Yep', been talking with a guy who has fished Bull River for many years and he has told me about 2-3 good places for Trout in the area you described. 

I have been doing well with Flounder(Back River) and sharks(Warsaw Sound) lately...........with an occasional Trout. Having to play tour guide for company a lot lately, but should be back in the full throttle fishing mode this weekend.

And yep' the PBR's have been going down easy for me all so.

First red.............try blue crab quarters and or fresh mullet chunks on the sand bar/mud flat just before Jacks Cut........between the two points that have live Oyster beds with mud/grass banks between them.   Got a hot tip yesterday bout' that area..............start fishing when the water comes out of the grass till low.

Good luck.


----------



## SameOle (Aug 25, 2005)

*Fatback*

Yup, sorry bout that. Fiddler crabs. When I get to work my mind starts to scramble and very little sense ever comes out of it. Thanks for the tip about the reds, if I can come across some blue crabs I'll definately try it.
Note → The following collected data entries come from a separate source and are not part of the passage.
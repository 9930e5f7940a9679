//! End-to-end ticks through the public `Simulation` API.

use powder_engine::domain::walls::WL_WALL;
use powder_engine::elements::{BehaviorKind, ElementProps, EL_CLONE, EL_METAL, EL_NONE, EL_WATER};
use powder_engine::reactions::Reaction;
use powder_engine::spatial::fields::Field;
use powder_engine::spatial::occupancy::Category;
use powder_engine::{CreateError, GravityMode, SimConfig, Simulation};

#[test]
fn water_gains_gravity_in_its_first_tick() {
    let mut sim = Simulation::new(100, 100).unwrap();
    let slot = sim.create(50, 50, EL_WATER).unwrap();
    sim.step();

    let p = sim.parts().part(slot);
    assert_eq!(p.vy, 0.1);
    assert_eq!(p.vx, 0.0);
    assert!((p.y - 50.1).abs() < 1e-4);
    assert_eq!(p.pixel(), (50, 50));
}

#[test]
fn reaction_consumes_victim_and_converts_aggressor() {
    let mut sim = Simulation::new(32, 32).unwrap();
    sim.set_gravity(GravityMode::Off);

    let a = sim
        .register_element("test:acid", ElementProps { color: 0xFF00_FF00, ..ElementProps::INERT }, BehaviorKind::Reactive)
        .unwrap();
    let b = sim
        .register_element("test:base", ElementProps { color: 0xFF00_00FF, ..ElementProps::INERT }, BehaviorKind::None)
        .unwrap();
    let c = sim
        .register_element("test:salt", ElementProps { color: 0xFFFF_FFFF, ..ElementProps::INERT }, BehaviorKind::None)
        .unwrap();
    sim.set_reaction(a, b, Reaction::new(EL_NONE, c, Reaction::ALWAYS, EL_NONE));

    let aggressor = sim.create(10, 10, a).unwrap();
    let victim = sim.create(11, 10, b).unwrap();
    sim.step();

    assert!(!sim.parts().is_alive(victim));
    assert_eq!(sim.parts().part(aggressor).element, c);

    let occ = sim.parts().occupancy();
    assert_eq!(occ.plain_at(10, 10), Some(aggressor));
    assert_eq!(occ.count(11, 10, Category::All), 0);
    sim.parts().check_consistency().unwrap();
}

#[test]
fn full_store_refuses_creation_and_stays_consistent() {
    let mut sim = Simulation::with_config(32, 32, 4, SimConfig::default()).unwrap();
    for x in 0..4 {
        sim.create(x * 2, 5, EL_METAL).unwrap();
    }
    assert_eq!(sim.create(20, 5, EL_METAL), Err(CreateError::NoCapacity));
    assert_eq!(sim.particle_count(), 4);
    assert_eq!(sim.parts().occupancy().count(20, 5, Category::All), 0);
    sim.parts().check_consistency().unwrap();
}

#[test]
fn spawns_into_a_full_store_are_dropped() {
    let mut sim = Simulation::with_config(32, 32, 2, SimConfig::default()).unwrap();
    sim.set_gravity(GravityMode::Off);
    sim.create(10, 10, EL_CLONE).unwrap();
    sim.create(11, 10, EL_METAL).unwrap();
    for _ in 0..10 {
        sim.step();
    }
    assert_eq!(sim.particle_count(), 2);
    sim.parts().check_consistency().unwrap();
}

#[test]
fn solid_wall_column_blocks_all_air() {
    let mut sim = Simulation::new(64, 64).unwrap();
    let (cols, rows) = (sim.fields().cells_x(), sim.fields().cells_y());
    for cy in 0..rows {
        sim.set_wall(8, cy, WL_WALL);
    }
    for cy in 4..12 {
        for cx in 2..6 {
            sim.fields_mut().set(Field::Pressure, cx, cy, 100.0);
        }
    }

    for _ in 0..50 {
        sim.step();
    }

    let fields = sim.fields();
    for cy in 0..rows {
        for cx in 9..cols {
            assert_eq!(fields.get(Field::Pressure, cx, cy), 0.0, "pressure leaked to ({cx}, {cy})");
            assert_eq!(fields.get(Field::VelocityX, cx, cy), 0.0);
            assert_eq!(fields.get(Field::VelocityY, cx, cy), 0.0);
        }
    }
    // and the left side did actually move
    assert_ne!(fields.get(Field::VelocityX, 6, 8), 0.0);
}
When I was on oyster creek a couple of other boats came to their spots but I couldn't really see how they were doing. Anyway, cant wait till this weekend comes around to get back out there. My only dillema(sp?) is that I'm a hugh soccer fan and the almighty World Cup starts this Fri. Gee, I have to choose between watching sports or fishing, this weekends gonna be rough.
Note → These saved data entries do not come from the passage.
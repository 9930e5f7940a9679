use crate::core::parts::Particle;
use crate::core::random::SimRng;
use crate::elements::ElementProps;
use crate::spatial::fields::{Field, FieldGrid};

/// Particle pushes on the air of its cell: the cell keeps `air_loss` of its
/// own velocity and picks up `air_drag` of the particle's. Hot elements add
/// pressure.
#[inline]
pub fn drag_air(fields: &mut FieldGrid, cell: (u32, u32), p: &Particle, props: &ElementProps) {
    let (cx, cy) = cell;
    let ax = fields.get(Field::VelocityX, cx, cy);
    let ay = fields.get(Field::VelocityY, cx, cy);
    fields.set(Field::VelocityX, cx, cy, ax * props.air_loss + props.air_drag * p.vx);
    fields.set(Field::VelocityY, cx, cy, ay * props.air_loss + props.air_drag * p.vy);
    if props.hot_air != 0.0 {
        fields.add(Field::Pressure, cx, cy, props.hot_air);
    }
}

/// Velocity update: `loss` damping, air advection, gravity, then random
/// diffusion for elements that have it
#[inline]
pub fn accelerate(
    p: &mut Particle,
    props: &ElementProps,
    air: (f32, f32),
    gravity: (f32, f32),
    rng: &mut SimRng,
) {
    p.vx *= props.loss;
    p.vy *= props.loss;
    p.vx += props.advection * air.0 + gravity.0;
    p.vy += props.advection * air.1 + gravity.1;
    if props.diffusion != 0.0 {
        p.vx += props.diffusion * rng.signed_unit();
        p.vy += props.diffusion * rng.signed_unit();
    }
    if !p.vx.is_finite() {
        p.vx = 0.0;
    }
    if !p.vy.is_finite() {
        p.vy = 0.0;
    }
}

#[cfg(test)]
mod tests {
    use super::*;
    use crate::elements::{BASE_ELEMENTS, EL_DUST, EL_FIRE, EL_WATER};

    #[test]
    fn resting_liquid_gains_exactly_gravity() {
        let water = &BASE_ELEMENTS[EL_WATER as usize];
        let mut p = Particle { element: EL_WATER, ..Particle::DEAD };
        let mut rng = SimRng::new(3);
        accelerate(&mut p, water, (0.0, 0.0), (0.0, water.gravity), &mut rng);
        assert_eq!((p.vx, p.vy), (0.0, 0.1));
    }

    #[test]
    fn air_carries_light_particles() {
        let dust = &BASE_ELEMENTS[EL_DUST as usize];
        let mut p = Particle { element: EL_DUST, ..Particle::DEAD };
        let mut rng = SimRng::new(3);
        accelerate(&mut p, dust, (2.0, 0.0), (0.0, 0.0), &mut rng);
        assert!((p.vx - 1.4).abs() < 1e-6);
    }

    #[test]
    fn moving_particle_drags_air_and_heats_it() {
        let fire = &BASE_ELEMENTS[EL_FIRE as usize];
        let mut fields = FieldGrid::new(8, 8).unwrap();
        fields.set(Field::VelocityX, 1, 1, 1.0);
        let p = Particle { element: EL_FIRE, vx: 2.0, ..Particle::DEAD };
        drag_air(&mut fields, (1, 1), &p, fire);
        let expect = 1.0 * fire.air_loss + fire.air_drag * 2.0;
        assert!((fields.get(Field::VelocityX, 1, 1) - expect).abs() < 1e-6);
        assert!(fields.get(Field::Pressure, 1, 1) > 0.0);
    }
}
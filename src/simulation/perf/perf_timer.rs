/// Wall-clock stopwatch for perf stats. `std::time::Instant` panics on
/// wasm32-unknown-unknown, so the browser clock is used there.
#[derive(Clone, Copy)]
pub(crate) struct PerfTimer {
    #[cfg(target_arch = "wasm32")]
    start_ms: f64,
    #[cfg(not(target_arch = "wasm32"))]
    start: std::time::Instant,
}

impl PerfTimer {
    #[cfg(target_arch = "wasm32")]
    pub(crate) fn start() -> Self {
        PerfTimer { start_ms: js_sys::Date::now() }
    }

    #[cfg(not(target_arch = "wasm32"))]
    pub(crate) fn start() -> Self {
        PerfTimer { start: std::time::Instant::now() }
    }

    #[cfg(target_arch = "wasm32")]
    pub(crate) fn elapsed_ms(&self) -> f64 {
        js_sys::Date::now() - self.start_ms
    }

    #[cfg(not(target_arch = "wasm32"))]
    pub(crate) fn elapsed_ms(&self) -> f64 {
        self.start.elapsed().as_secs_f64() * 1000.0
    }
}
//! Engine error types
//!
//! Content/config loading is the only fallible surface that returns
//! `EngineError`. Particle creation has its own small error so the hot path
//! never builds strings.

use thiserror::Error;

use crate::elements::ElementId;

#[derive(Debug, Error)]
pub enum EngineError {
    #[error("invalid JSON: {0}")]
    Json(#[from] serde_json::Error),

    #[error("too many elements for u8 ids: max_id={0}")]
    TooManyElements(u16),

    #[error("duplicate element id: {0}")]
    DuplicateElement(ElementId),

    #[error("missing element id {0}")]
    MissingElement(usize),

    #[error("unknown category: {0}")]
    UnknownCategory(String),

    #[error("unknown behavior kind: {0}")]
    UnknownBehavior(String),

    #[error("element {id} references unknown transition target {target}")]
    BadTransition { id: ElementId, target: u16 },

    #[error("elementKeyToId mismatch for key {key}: map={map} elements={elements}")]
    KeyMismatch {
        key: String,
        map: u16,
        elements: ElementId,
    },

    #[error("simulation size {width}x{height} must be a non-zero multiple of CELL={cell}")]
    BadDimensions { width: u32, height: u32, cell: u32 },
}

/// Why a `create` call produced no particle.
///
/// `NoCapacity` is the store-full sentinel; callers usually drop the spawn.
#[derive(Debug, Clone, Copy, PartialEq, Eq, Error)]
pub enum CreateError {
    #[error("particle store is full")]
    NoCapacity,
    #[error("position is outside the simulation")]
    OutOfBounds,
    #[error("pixel already holds an incompatible particle")]
    Occupied,
    #[error("the wall at this position does not admit the element")]
    Walled,
    #[error("element id is not registered")]
    UnknownElement,
}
Also, one question I do have that I'm trying to figure out, are you familiar at all with throwing a cast net for shrimp in the back rivers. I would like to figure out where I can so this and be succesful for both bait and food. Anyway, thanks and take it easy.


----------



## Fatback (Aug 6, 2003)

Soccer........................   Tape it and still go fishing.
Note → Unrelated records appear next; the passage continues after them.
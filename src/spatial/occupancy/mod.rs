//! Occupancy index: fine pixel -> slot(s) living there
//!
//! Each pixel has one Plain slot (every category except energy) and a
//! small stack of Energy slots. Slots are stored as `slot + 1` so zero means
//! empty and the arrays can be cleared with a fill.
//!
//! Only the particle store and the movement resolver mutate this index.

mod occupants;

pub use occupants::Occupants;

/// Energy particles that may share one pixel
pub const MAX_ENERGY_PER_PIXEL: usize = 4;

const EMPTY: u32 = 0;

#[derive(Clone, Copy, Debug, PartialEq, Eq)]
pub enum Category {
    Plain,
    Energy,
    All,
}

impl Category {
    #[inline]
    pub fn of(energy: bool) -> Self {
        if energy { Category::Energy } else { Category::Plain }
    }
}

#[derive(Clone)]
pub struct OccupancyIndex {
    width: u32,
    height: u32,
    plain: Vec<u32>,
    energy: Vec<[u32; MAX_ENERGY_PER_PIXEL]>,
    energy_len: Vec<u8>,
}

impl OccupancyIndex {
    pub fn new(width: u32, height: u32) -> Self {
        let size = (width * height) as usize;
        Self {
            width,
            height,
            plain: vec![EMPTY; size],
            energy: vec![[EMPTY; MAX_ENERGY_PER_PIXEL]; size],
            energy_len: vec![0; size],
        }
    }

    #[inline]
    pub fn width(&self) -> u32 {
        self.width
    }

    #[inline]
    pub fn height(&self) -> u32 {
        self.height
    }

    #[inline]
    pub fn in_bounds(&self, x: i32, y: i32) -> bool {
        x >= 0 && y >= 0 && (x as u32) < self.width && (y as u32) < self.height
    }

    /// Pixel index; `(x, y)` must be in bounds
    #[inline(always)]
    fn index(&self, x: i32, y: i32) -> usize {
        debug_assert!(self.in_bounds(x, y), "pixel ({}, {}) out of bounds", x, y);
        y as usize * self.width as usize + x as usize
    }

    /// Snapshot of the slots at `(x, y)`. The snapshot does not borrow the
    /// index, so callers may kill or move what they visit.
    #[inline]
    pub fn query(&self, x: i32, y: i32, category: Category) -> Occupants {
        let mut out = Occupants::empty();
        if !self.in_bounds(x, y) {
            return out;
        }
        let idx = self.index(x, y);
        if category != Category::Energy {
            let p = *fast!(self.plain, [idx]);
            if p != EMPTY {
                out.push((p - 1) as usize);
            }
        }
        if category != Category::Plain {
            let len = *fast!(self.energy_len, [idx]) as usize;
            let stack = &self.energy[idx];
            for &e in &stack[..len] {
                out.push((e - 1) as usize);
            }
        }
        out
    }

    /// The Plain occupant of `(x, y)`, if any
    #[inline]
    pub fn plain_at(&self, x: i32, y: i32) -> Option<usize> {
        if !self.in_bounds(x, y) {
            return None;
        }
        let p = *fast!(self.plain, [self.index(x, y)]);
        if p == EMPTY { None } else { Some((p - 1) as usize) }
    }

    #[inline]
    pub fn count(&self, x: i32, y: i32, category: Category) -> usize {
        if !self.in_bounds(x, y) {
            return 0;
        }
        let idx = self.index(x, y);
        let plain = (*fast!(self.plain, [idx]) != EMPTY) as usize;
        let energy = *fast!(self.energy_len, [idx]) as usize;
        match category {
            Category::Plain => plain,
            Category::Energy => energy,
            Category::All => plain + energy,
        }
    }

    /// Would a particle of this class fit at `(x, y)`? `ignore` is treated
    /// as absent (used when a slot is replaced in place).
    pub fn has_room(&self, x: i32, y: i32, energy: bool, ignore: Option<usize>) -> bool {
        if !self.in_bounds(x, y) {
            return false;
        }
        let idx = self.index(x, y);
        let ignore = ignore.map(|s| s as u32 + 1).unwrap_or(EMPTY);
        if energy {
            let len = *fast!(self.energy_len, [idx]) as usize;
            len < MAX_ENERGY_PER_PIXEL || self.energy[idx][..len].contains(&ignore)
        } else {
            let p = *fast!(self.plain, [idx]);
            p == EMPTY || p == ignore
        }
    }

    /// Register `slot` at `(x, y)`. Returns false (and changes nothing) when
    /// the pixel has no room; the store checks first, so in practice a false
    /// here is a logic error.
    pub fn add(&mut self, x: i32, y: i32, slot: usize, energy: bool) -> bool {
        let idx = self.index(x, y);
        let tagged = slot as u32 + 1;
        if energy {
            let len = *fast!(self.energy_len, [idx]) as usize;
            debug_assert!(
                !self.energy[idx][..len].contains(&tagged),
                "slot {} registered twice at ({}, {})", slot, x, y
            );
            if len >= MAX_ENERGY_PER_PIXEL {
                debug_assert!(false, "energy stack overflow at ({}, {})", x, y);
                return false;
            }
            self.energy[idx][len] = tagged;
            fast!(self.energy_len, [idx] = (len + 1) as u8);
        } else {
            let p = *fast!(self.plain, [idx]);
            if p != EMPTY {
                debug_assert!(false, "second plain occupant {} at ({}, {}), holder {}", slot, x, y, p - 1);
                return false;
            }
            fast!(self.plain, [idx] = tagged);
        }
        true
    }

    /// Remove `slot` from `(x, y)`, whichever class it was registered in.
    /// Returns the class it was found in.
    pub fn remove(&mut self, x: i32, y: i32, slot: usize) -> Option<Category> {
        let idx = self.index(x, y);
        let tagged = slot as u32 + 1;
        if *fast!(self.plain, [idx]) == tagged {
            fast!(self.plain, [idx] = EMPTY);
            return Some(Category::Plain);
        }
        let len = *fast!(self.energy_len, [idx]) as usize;
        let stack = &mut self.energy[idx];
        if let Some(pos) = stack[..len].iter().position(|&e| e == tagged) {
            // keep the stack packed, order preserved
            stack.copy_within(pos + 1..len, pos);
            stack[len - 1] = EMPTY;
            fast!(self.energy_len, [idx] = (len - 1) as u8);
            return Some(Category::Energy);
        }
        None
    }

    /// Move a registration between pixels, keeping its class
    pub fn relocate(&mut self, slot: usize, from: (i32, i32), to: (i32, i32)) -> bool {
        if from == to {
            return true;
        }
        match self.remove(from.0, from.1, slot) {
            Some(cat) => {
                let energy = cat == Category::Energy;
                if self.add(to.0, to.1, slot, energy) {
                    true
                } else {
                    // put it back so the index stays consistent
                    self.add(from.0, from.1, slot, energy);
                    false
                }
            }
            None => {
                debug_assert!(false, "slot {} not registered at {:?}", slot, from);
                false
            }
        }
    }

    /// Swap the Plain registrations of two pixels
    pub fn swap_plain(&mut self, a: (i32, i32), b: (i32, i32)) {
        let ia = self.index(a.0, a.1);
        let ib = self.index(b.0, b.1);
        self.plain.swap(ia, ib);
    }

    pub fn clear(&mut self) {
        self.plain.fill(EMPTY);
        self.energy_len.fill(0);
        for stack in self.energy.iter_mut() {
            *stack = [EMPTY; MAX_ENERGY_PER_PIXEL];
        }
    }

    /// Total registrations (tests and debug checks)
    pub fn total(&self) -> usize {
        let plain = self.plain.iter().filter(|&&p| p != EMPTY).count();
        let energy: usize = self.energy_len.iter().map(|&n| n as usize).sum();
        plain + energy
    }
}

#[cfg(test)]
mod tests {
    use super::*;

    #[test]
    fn plain_and_energy_coexist() {
        let mut occ = OccupancyIndex::new(8, 8);
        assert!(occ.add(3, 3, 0, false));
        assert!(occ.add(3, 3, 1, true));
        assert!(occ.add(3, 3, 2, true));

        assert_eq!(occ.count(3, 3, Category::Plain), 1);
        assert_eq!(occ.count(3, 3, Category::Energy), 2);
        assert_eq!(occ.query(3, 3, Category::All).collect::<Vec<_>>(), vec![0, 1, 2]);
        assert_eq!(occ.query(3, 3, Category::Energy).collect::<Vec<_>>(), vec![1, 2]);
        assert_eq!(occ.plain_at(3, 3), Some(0));
    }

    #[test]
    fn room_checks_respect_limits() {
        let mut occ = OccupancyIndex::new(4, 4);
        occ.add(1, 1, 5, false);
        assert!(!occ.has_room(1, 1, false, None));
        assert!(occ.has_room(1, 1, false, Some(5)));
        for s in 0..MAX_ENERGY_PER_PIXEL {
            assert!(occ.has_room(1, 1, true, None));
            occ.add(1, 1, 10 + s, true);
        }
        assert!(!occ.has_room(1, 1, true, None));
        assert!(!occ.has_room(-1, 0, false, None));
    }

    #[test]
    #[cfg(debug_assertions)]
    #[should_panic]
    fn second_plain_occupant_is_a_defect() {
        let mut occ = OccupancyIndex::new(4, 4);
        occ.add(0, 0, 0, false);
        occ.add(0, 0, 1, false);
    }

    #[test]
    fn query_snapshot_survives_removal() {
        let mut occ = OccupancyIndex::new(4, 4);
        occ.add(2, 2, 7, true);
        occ.add(2, 2, 8, true);
        let snapshot = occ.query(2, 2, Category::Energy);
        let mut seen = Vec::new();
        for slot in snapshot.clone() {
            occ.remove(2, 2, slot);
            seen.push(slot);
        }
        assert_eq!(seen, vec![7, 8]);
        assert_eq!(occ.count(2, 2, Category::All), 0);
        // restartable
        assert_eq!(snapshot.count(), 2);
    }

    #[test]
    fn relocate_keeps_class() {
        let mut occ = OccupancyIndex::new(4, 4);
        occ.add(0, 0, 3, true);
        assert!(occ.relocate(3, (0, 0), (1, 0)));
        assert_eq!(occ.count(1, 0, Category::Energy), 1);
        assert_eq!(occ.count(0, 0, Category::All), 0);
    }

    #[test]
    fn out_of_bounds_queries_are_empty() {
        let occ = OccupancyIndex::new(4, 4);
        assert_eq!(occ.query(-1, 2, Category::All).count(), 0);
        assert_eq!(occ.count(4, 0, Category::All), 0);
        assert_eq!(occ.plain_at(0, 9), None);
    }
}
Have not really tried for shrimp from the boat yet. But I have lots of experience from shore/dock. The Brown shrimp should be showing up in the creeks any time, if not already here. The white shrimp have all ready done there thing and will return in the cooler months. The shrimp will be on the smaller size for a while and by fall will reach eat'n size. It's easy to do and soon they will be real plentiful. Some of those feeder creeks that dump into Lazzarato before you get to the mud banks should be a good spot. Or go to any shallow areas/feeder creeks of your choosing. You can blind cast for them or look for them for targeted throws. When looking for a school of them, look for "v" shaped ripples in the water a few feet across that kinda start......stop......change diriction.........stop........and start. If its choppy you can't see um too good. Use a 3/8 mesh for bait size and in a few months switch to 1/2 mesh for eat'n size. Watch out and do not cast on top of oyster racks...........I have messed up several nets that way.

Have fun and good luck.


----------